Saved data entries:
►
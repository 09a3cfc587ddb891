use thiserror::Error;

#[derive(Debug, Error)]
pub enum ModelError {
    #[error("diagnosis code is empty: {0:?}")]
    EmptyDiagnosisCode(String),
    #[error("dataset has no Diagnosis column (found: {})", .headers.join(", "))]
    MissingDiagnosisColumn { headers: Vec<String> },
}

pub type Result<T> = std::result::Result<T, ModelError>;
◄
YOUR INSTRUCTIONS: Every line from the one containing "#[derive(Debug, Error)]" through the last line of the entries above must be output exactly. Leave the rest out.

EXPECTED OUTPUT:
#[derive(Debug, Error)]
pub enum ModelError {
    #[error("diagnosis code is empty: {0:?}")]
    EmptyDiagnosisCode(String),
    #[error("dataset has no Diagnosis column (found: {})", .headers.join(", "))]
    MissingDiagnosisColumn { headers: Vec<String> },
}

pub type Result<T> = std::result::Result<T, ModelError>;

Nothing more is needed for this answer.